## Introduction

The web crawler, which can also be called internet bot or web spider, is an application program that scan through the internet programmatically and fetch the data for further use. After almost thirty years of development, the web spider can be categorized into four major types, include general purpose web crawler, focused web crawler, incremental web crawler and deep web crawler. Besides other types of web crawler, we will focus on implementing the general purpose web crawler in this tutorial. More specifically, we will make use of the Scrapy library in python to implement a basic web crawler to grab some information about food ingredients through [BBC Food Channel](https://www.bbc.co.uk/food/ingredients), format the data as JSON and display them in the notebook.

## Tutorial Content

In this tutorial, we will focus on how to write a basic web crawler using [Scrapy](https://scrapy.org/) library. After we extract the data, we will simply use [panda](https://pandas.pydata.org/) libraries to display them.

We will be covering the following topics in this tutorial. However, since using Scrapy library is mostly involved in using terminal, the results won't be generated by the notebook directly. In this case, the results will be screenshoted and inserted as pictures in this tutorial.

- [Install the Scrapy library](#Install the Scrapy library)
- [Create a starter project](#Create a starter project)
- [Implement a basic web crawler](#Implement a basic crawler)
- [Use Item to Hold Data](#Use Item to Hold Data)
- [Set up Item Pipeline to process and store the data](#Set Up Item Pipeline)
- [Display Data with Pandas](#Load Data Into Pandas)

After you followed these topics , you should gain a basic understanding of using web crawler with Scrapy Library. Moreover, you can find more functionalities of scrapy in [the official document](https://docs.scrapy.org/en/latest/index.html).

## Install the Scrapy library

Install the scrapy library is fast and easy. Based on the official document of Scrapy, you can install the Scrapy in the following two ways:
First, use the python package manager of python3, `pip`:

     $ pip3 install scrapy

Second, if you haven't install the [Anaconda](https://www.anaconda.com/download/#macos), you can click the link and follow the installation guides on the webpage. If you have already installed it, you can use anaconda to install scrapy:

     $ conda install -c conda-forge scrapy

## Create a starter project

By using command line tools provided by Scrapy Framework, it is really easy to create a web crawler project and start implementing our own crawler. First, navigate to the directory where you want to store the project and then type in the following command into the terminal(Since we are using notebook, you can also use the terminal inside the notebook very easily, simply go to the directory page of the notebook, click the New button on the upper right corner of page and select terminal, which will start a new terminal in the notebook):

    $ scrapy startproject tutorial

This command will create a folder named tutorial, which contains the following directory of the project(the comments on the left side denote the main functionality of that file):

tutorial/
    scrapy.cfg  # the configuration file for deployment
    
    tutorial/
        __init__.py
        
        items.py  # define your items in this file and set up item pipeline
        
        middlewares.py  # project middleware file
        
        pipelines.py  # project pipelines file
        
        settings.py  # project settings file
        
        spiders/  # the directory where the user places customized spider
            __init__.py 
            
In this tutorial, we will implement our crawler and put it into the spiders directory. Then, we will need to modify our crawler and items.py, pipelines.py and settings.py. <b>Therefore, the codes will be shown in the cell but running them in the notebook won't generate any output directly. Instead, we suggest you use terminal to run the command and examine the output. Additionaly, we will also include sample output as pictures in this tutorial.</b> So, let's get started!

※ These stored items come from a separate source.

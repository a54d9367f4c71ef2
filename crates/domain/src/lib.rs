extern crate self as gridhall_domain;

pub mod entities;
pub mod ids;
pub mod value_objects;

// Re-export all entities (explicit list in entities/mod.rs)
pub use entities::{
    Character, InitiativeEntry, InitiativeError, InvalidTransition, Scene, SceneError, Table,
    TableError, TableStatus, Token, TokenError, TurnAdvance, DEFAULT_GRID_HEIGHT,
    DEFAULT_GRID_WIDTH, DEFAULT_METERS_PER_SQUARE, DEFAULT_MOVEMENT_MAX,
};

// Re-export ID types
pub use ids::{CharacterId, EntryId, SceneId, TableId, TokenId, UserId};

// Re-export value objects (explicit list in value_objects/mod.rs)
pub use value_objects::{
    collides, footprint_squares, is_inside_grid, movement_cost, to_coords, to_id, Aura,
    DiceFormula, DiceParseError, DiceRollResult, GridError, KeepRule, Measurement,
    MeasurementKind, ParseSquareIdError, PersistentMeasurement, Point, ShapeGeometry, SquareId,
    TokenSize,
};
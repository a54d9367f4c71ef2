//! Character entity - a player-owned persona that tokens can represent

use chrono::{DateTime, Utc};
use serde::{Deserialize, Serialize};

use crate::{CharacterId, TableId, UserId};

/// A character sheet stub. Tokens link to a character through
/// `character_id`; ownership of the character flows to the token.
#[derive(Debug, Clone, Serialize, Deserialize)]
#[serde(rename_all = "camelCase")]
pub struct Character {
    pub id: CharacterId,
    pub table_id: TableId,
    pub owner: UserId,
    pub name: String,
    pub avatar_asset: Option<String>,
    pub created_at: DateTime<Utc>,
    pub updated_at: DateTime<Utc>,
}

impl Character {
    pub fn new(table_id: TableId, owner: UserId, name: impl Into<String>) -> Self {
        let now = Utc::now();
        Self {
            id: CharacterId::new(),
            table_id,
            owner,
            name: name.into(),
            avatar_asset: None,
            created_at: now,
            updated_at: now,
        }
    }

    pub fn with_avatar(mut self, asset: impl Into<String>) -> Self {
        self.avatar_asset = Some(asset.into());
        self
    }
}

#[cfg(test)]
mod tests {
    use super::*;

    #[test]
    fn new_character_belongs_to_its_owner() {
        let owner = UserId::new();
        let character = Character::new(TableId::new(), owner, "Seraphine");

        assert_eq!(character.owner, owner);
        assert_eq!(character.name, "Seraphine");
        assert!(character.avatar_asset.is_none());
    }

    #[test]
    fn with_avatar_sets_the_asset() {
        let character =
            Character::new(TableId::new(), UserId::new(), "Seraphine").with_avatar("seraphine.png");

        assert_eq!(character.avatar_asset.as_deref(), Some("seraphine.png"));
    }
}
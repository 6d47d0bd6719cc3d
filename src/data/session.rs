//! Session data access object

use super::database::{with_locked, DatabaseError};
use super::models::SessionRecord;
use rusqlite::{params, Connection, OptionalExtension};
use std::sync::{Arc, Mutex};

/// Data access object for the `sessions` table
#[derive(Clone)]
pub struct SessionStore {
    conn: Arc<Mutex<Connection>>,
}

impl SessionStore {
    pub fn new(conn: Arc<Mutex<Connection>>) -> Self {
        Self { conn }
    }

    /// Insert a new session and return the generated id.
    ///
    /// Commits immediately.
    pub fn insert_session(
        &self,
        timestamp: f64,
        name: Option<&str>,
        current_script: &str,
        serialized_initial_props: &[u8],
    ) -> Result<i64, DatabaseError> {
        with_locked(&self.conn, |conn| {
            conn.execute(
                "INSERT INTO sessions (timestamp, name, current_script, serialized_initial_props)
                 VALUES (?1, ?2, ?3, ?4)",
                params![timestamp, name, current_script, serialized_initial_props],
            )?;
            Ok(conn.last_insert_rowid())
        })
    }

    /// Get a session by id
    pub fn get(&self, id: i64) -> Result<Option<SessionRecord>, DatabaseError> {
        with_locked(&self.conn, |conn| {
            conn.query_row(
                "SELECT id, timestamp, name, current_script, serialized_initial_props
                 FROM sessions WHERE id = ?1",
                params![id],
                Self::row_to_session,
            )
            .optional()
        })
    }

    /// All sessions, oldest first
    pub fn list(&self) -> Result<Vec<SessionRecord>, DatabaseError> {
        with_locked(&self.conn, |conn| {
            let mut stmt = conn.prepare(
                "SELECT id, timestamp, name, current_script, serialized_initial_props
                 FROM sessions ORDER BY id",
            )?;
            let sessions = stmt
                .query_map([], Self::row_to_session)?
                .collect::<rusqlite::Result<Vec<_>>>()?;
            Ok(sessions)
        })
    }

    /// Delete a session (cascades to its checkpoints). Returns whether a row was removed.
    pub fn delete(&self, id: i64) -> Result<bool, DatabaseError> {
        with_locked(&self.conn, |conn| {
            let removed = conn.execute("DELETE FROM sessions WHERE id = ?1", params![id])?;
            Ok(removed > 0)
        })
    }

    fn row_to_session(row: &rusqlite::Row) -> rusqlite::Result<SessionRecord> {
        Ok(SessionRecord {
            id: row.get(0)?,
            timestamp: row.get(1)?,
            name: row.get(2)?,
            current_script: row.get(3)?,
            serialized_initial_props: row.get(4)?,
        })
    }
}
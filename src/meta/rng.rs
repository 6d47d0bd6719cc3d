//! RNG state capture.
//!
//! ChaCha generators are fully described by their seed, stream and word
//! position, so a captured state replays the exact same sequence of draws.

use std::sync::{Arc, OnceLock};

use parking_lot::Mutex;
use rand::SeedableRng;
use rand_chacha::{ChaCha12Rng, ChaCha20Rng, ChaCha8Rng};
use serde::{Deserialize, Serialize};
use serde_json::Value;

use super::{MetaError, MetaHandler};

/// Handle to a generator shared between the host and a meta handler
pub type SharedRng<R> = Arc<Mutex<R>>;

pub fn shared_rng<R>(rng: R) -> SharedRng<R> {
    Arc::new(Mutex::new(rng))
}

/// The process-wide general-purpose generator, seeded once from the thread RNG
pub fn global_rng() -> SharedRng<ChaCha8Rng> {
    static CELL: OnceLock<SharedRng<ChaCha8Rng>> = OnceLock::new();
    CELL.get_or_init(|| shared_rng(ChaCha8Rng::from_rng(&mut rand::rng())))
        .clone()
}

/// Complete internal state of a ChaCha generator
#[derive(Debug, Clone, PartialEq, Eq, Serialize, Deserialize)]
pub struct RngState {
    pub seed: [u8; 32],
    pub stream: u64,
    /// `u128` as a decimal string; JSON numbers cannot hold it
    pub word_pos: String,
}

/// A generator whose state can be captured and replayed
pub trait RestorableRng: Send + 'static {
    fn capture(&self) -> RngState;
    fn replay(&mut self, state: &RngState) -> Result<(), MetaError>;
}

macro_rules! impl_restorable_chacha {
    ($($rng:ty),* $(,)?) => {
        $(
            impl RestorableRng for $rng {
                fn capture(&self) -> RngState {
                    RngState {
                        seed: self.get_seed(),
                        stream: self.get_stream(),
                        word_pos: self.get_word_pos().to_string(),
                    }
                }

                fn replay(&mut self, state: &RngState) -> Result<(), MetaError> {
                    let word_pos: u128 = state.word_pos.parse().map_err(|_| {
                        MetaError::Invalid(format!("bad word position `{}`", state.word_pos))
                    })?;
                    let mut rng = <$rng>::from_seed(state.seed);
                    rng.set_stream(state.stream);
                    rng.set_word_pos(word_pos);
                    *self = rng;
                    Ok(())
                }
            }
        )*
    };
}

impl_restorable_chacha!(ChaCha8Rng, ChaCha12Rng, ChaCha20Rng);

/// Meta handler governing one shared generator
pub struct RngStateHandler<R> {
    rng: SharedRng<R>,
}

impl<R: RestorableRng> RngStateHandler<R> {
    pub fn new(rng: SharedRng<R>) -> Self {
        Self { rng }
    }
}

impl<R: RestorableRng> MetaHandler for RngStateHandler<R> {
    fn freeze(&self) -> Result<Option<Value>, MetaError> {
        let state = self.rng.lock().capture();
        Ok(Some(serde_json::to_value(state)?))
    }

    fn restore(&self, value: &Value) -> Result<(), MetaError> {
        let state: RngState = serde_json::from_value(value.clone())?;
        self.rng.lock().replay(&state)
    }
}
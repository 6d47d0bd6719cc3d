//! Path utilities for babar project directories

use std::path::{Path, PathBuf};

/// Marker file that identifies a project root
pub const MARKER_FILENAME: &str = ".babar.json";

/// Directory under the project root holding all babar artifacts
pub const DATA_DIRNAME: &str = ".babar";

const DATABASE_FILENAME: &str = "db.sqlite";
const SESSIONS_DIRNAME: &str = "sessions";
const SETTINGS_FILENAME: &str = "config.toml";
const PROJECT_ARCHIVE_FILENAME: &str = "project_archived.zip";

/// Walk upward from `start` looking for a directory containing the marker file.
///
/// Returns the first match (`start` itself included), or `None` when no
/// ancestor carries a marker.
pub fn find_project_root(start: &Path) -> Option<PathBuf> {
    start
        .ancestors()
        .find(|dir| dir.join(MARKER_FILENAME).is_file())
        .map(Path::to_path_buf)
}

/// Resolved on-disk layout of a babar project.
///
/// `root` is `/.../my_project/`, not `/.../my_project/.babar/`.
#[derive(Debug, Clone, PartialEq, Eq)]
pub struct ProjectPaths {
    root: PathBuf,
}

impl ProjectPaths {
    pub fn new(root: impl Into<PathBuf>) -> Self {
        Self { root: root.into() }
    }

    /// Discover the project root starting from `start`
    pub fn discover(start: &Path) -> Option<Self> {
        find_project_root(start).map(Self::new)
    }

    pub fn root(&self) -> &Path {
        &self.root
    }

    /// Path of the marker file (`<root>/.babar.json`)
    pub fn marker_path(&self) -> PathBuf {
        self.root.join(MARKER_FILENAME)
    }

    /// `<root>/.babar`
    pub fn data_dir(&self) -> PathBuf {
        self.root.join(DATA_DIRNAME)
    }

    /// `<root>/.babar/db.sqlite`
    pub fn database_path(&self) -> PathBuf {
        self.data_dir().join(DATABASE_FILENAME)
    }

    /// `<root>/.babar/config.toml`
    pub fn settings_path(&self) -> PathBuf {
        self.data_dir().join(SETTINGS_FILENAME)
    }

    /// `<root>/.babar/sessions`
    pub fn sessions_dir(&self) -> PathBuf {
        self.data_dir().join(SESSIONS_DIRNAME)
    }

    /// `<root>/.babar/sessions/<session_id>`
    pub fn session_dir(&self, session_id: i64) -> PathBuf {
        self.sessions_dir().join(session_id.to_string())
    }

    /// `<root>/.babar/sessions/<session_id>/project_archived.zip`
    pub fn project_archive_path(&self, session_id: i64) -> PathBuf {
        self.session_dir(session_id).join(PROJECT_ARCHIVE_FILENAME)
    }
}
//! Data persistence layer for babar
//!
//! This module provides SQLite-based storage for sessions and their checkpoints.

mod checkpoint;
mod database;
mod models;
mod schema;
mod session;

pub use checkpoint::CheckpointStore;
pub use database::{Database, DatabaseError};
pub use models::{now_timestamp, to_timestamp, CheckpointRecord, SessionRecord};
pub use schema::SCHEMA_VERSION;
pub use session::SessionStore;
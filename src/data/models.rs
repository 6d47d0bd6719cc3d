//! Data models for sessions and checkpoints

use chrono::{DateTime, Utc};

/// Current time as fractional seconds since the UNIX epoch
pub fn now_timestamp() -> f64 {
    to_timestamp(Utc::now())
}

pub fn to_timestamp(at: DateTime<Utc>) -> f64 {
    at.timestamp_micros() as f64 / 1_000_000.0
}

fn from_timestamp(timestamp: f64) -> Option<DateTime<Utc>> {
    DateTime::from_timestamp_micros((timestamp * 1_000_000.0).round() as i64)
}

/// A row of the `sessions` table
#[derive(Debug, Clone, PartialEq)]
pub struct SessionRecord {
    pub id: i64,
    /// Seconds since the UNIX epoch
    pub timestamp: f64,
    pub name: Option<String>,
    /// Script (argv[0]) that started the session
    pub current_script: String,
    /// Props as encoded by the session's codec
    pub serialized_initial_props: Vec<u8>,
}

impl SessionRecord {
    pub fn created_at(&self) -> Option<DateTime<Utc>> {
        from_timestamp(self.timestamp)
    }
}

/// A row of the `checkpoints` table. Never mutated once written.
#[derive(Debug, Clone, PartialEq)]
pub struct CheckpointRecord {
    pub id: i64,
    pub timestamp: f64,
    pub serialized_data: Vec<u8>,
    pub session_id: i64,
}

impl CheckpointRecord {
    pub fn created_at(&self) -> Option<DateTime<Utc>> {
        from_timestamp(self.timestamp)
    }
}
use std::path::PathBuf;

use super::codec::{Codec, JsonCodec};
use super::error::SessionError;
use super::lifecycle::Session;
use crate::config::Settings;
use crate::git::{GitCli, VersionControl};
use crate::meta::{AmbientCapabilities, MetaRegistry};
use crate::util::{ProjectPaths, MARKER_FILENAME};

/// Configures and constructs a [`Session`]
#[derive(Default)]
pub struct SessionBuilder {
    name: Option<String>,
    start_dir: Option<PathBuf>,
    current_script: Option<String>,
    settings: Option<Settings>,
    meta: Option<MetaRegistry>,
    codec: Option<Box<dyn Codec>>,
    vcs: Option<Box<dyn VersionControl>>,
}

impl SessionBuilder {
    pub fn new() -> Self {
        Self::default()
    }

    /// Human-readable session name stored with the session row
    pub fn name(mut self, name: impl Into<String>) -> Self {
        self.name = Some(name.into());
        self
    }

    /// Start project-root discovery here instead of the current directory
    pub fn start_dir(mut self, dir: impl Into<PathBuf>) -> Self {
        self.start_dir = Some(dir.into());
        self
    }

    /// Override the recorded script path (defaults to argv[0])
    pub fn current_script(mut self, script: impl Into<String>) -> Self {
        self.current_script = Some(script.into());
        self
    }

    /// Use these settings instead of `<root>/.babar/config.toml`
    pub fn settings(mut self, settings: Settings) -> Self {
        self.settings = Some(settings);
        self
    }

    pub fn meta_registry(mut self, registry: MetaRegistry) -> Self {
        self.meta = Some(registry);
        self
    }

    pub fn codec(mut self, codec: impl Codec + 'static) -> Self {
        self.codec = Some(Box::new(codec));
        self
    }

    pub fn version_control(mut self, vcs: impl VersionControl + 'static) -> Self {
        self.vcs = Some(Box::new(vcs));
        self
    }

    /// Discover the project root and build an `INIT` session.
    ///
    /// Fails with [`SessionError::ConfigurationNotFound`] when no ancestor of
    /// the start directory holds the marker file. The database is not opened
    /// until the session first needs it.
    pub fn build(self) -> Result<Session, SessionError> {
        let start = match self.start_dir {
            Some(dir) => dir,
            None => std::env::current_dir()?,
        };
        let paths =
            ProjectPaths::discover(&start).ok_or_else(|| SessionError::ConfigurationNotFound {
                start: start.clone(),
                marker: MARKER_FILENAME,
            })?;

        let settings = match self.settings {
            Some(settings) => settings,
            None => Settings::load(&paths)?,
        };
        let meta = self
            .meta
            .unwrap_or_else(|| MetaRegistry::from_capabilities(&AmbientCapabilities::default()));
        let codec = self.codec.unwrap_or_else(|| Box::new(JsonCodec));
        let vcs = self.vcs.unwrap_or_else(|| Box::new(GitCli::new()));
        let current_script = self.current_script.unwrap_or_else(default_script);

        tracing::debug!(root = %paths.root().display(), "Discovered project root");

        Ok(Session::from_parts(
            self.name,
            current_script,
            paths,
            settings,
            meta,
            codec,
            vcs,
        ))
    }
}

fn default_script() -> String {
    std::env::args_os()
        .next()
        .map(|arg| arg.to_string_lossy().into_owned())
        .unwrap_or_default()
}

## Implement a Basic Web Crawler

Before we implement the web crawler, we should have a clear view of which data we need to extract and how should we format them. Since we are extracting information about food ingredient from the index pages and each detail page. From the index page, assume that we want to extract the following three data field:

1. name of this food ingredient
2. url of the page containing the detail of this food ingredient
3. url of this food ingredient image

From each detail page, we will just extract the following two data field just to keep things simple:

1. name of this food ingredient
2. description of this food ingredient

In this part, we will implement a basic crawler in this tutorial project. To create a web crawler in the Scrapy framework, you have to subclass [scrapy.Spider](https://doc.scrapy.org/en/latest/topics/spiders.html#scrapy.spiders.Spider), define the initial requests to send and hwo to parse the response. Typically, there are three things you need to keep eyes on when implementing this class:

1. name: this is an attribute inside the your spider class, it identifies your spider/crawler in this project. Thus, you need to keep in mind that you cannot assign the name to two different spiders in one project.
2. start_request function: the initial requests are normally defined in this function. You should return an iterable of Request objects which the crawler will begin to crawl. Subsequent requests will be generated from these initial requests.
3. parse function: this function is mainly used for handling the downloaded response for each of the requests. The response parameter is an instance of [TextResponse](https://doc.scrapy.org/en/latest/topics/request-response.html#scrapy.http.TextResponse) object that contains the response content and some other helpful methods for processing the response.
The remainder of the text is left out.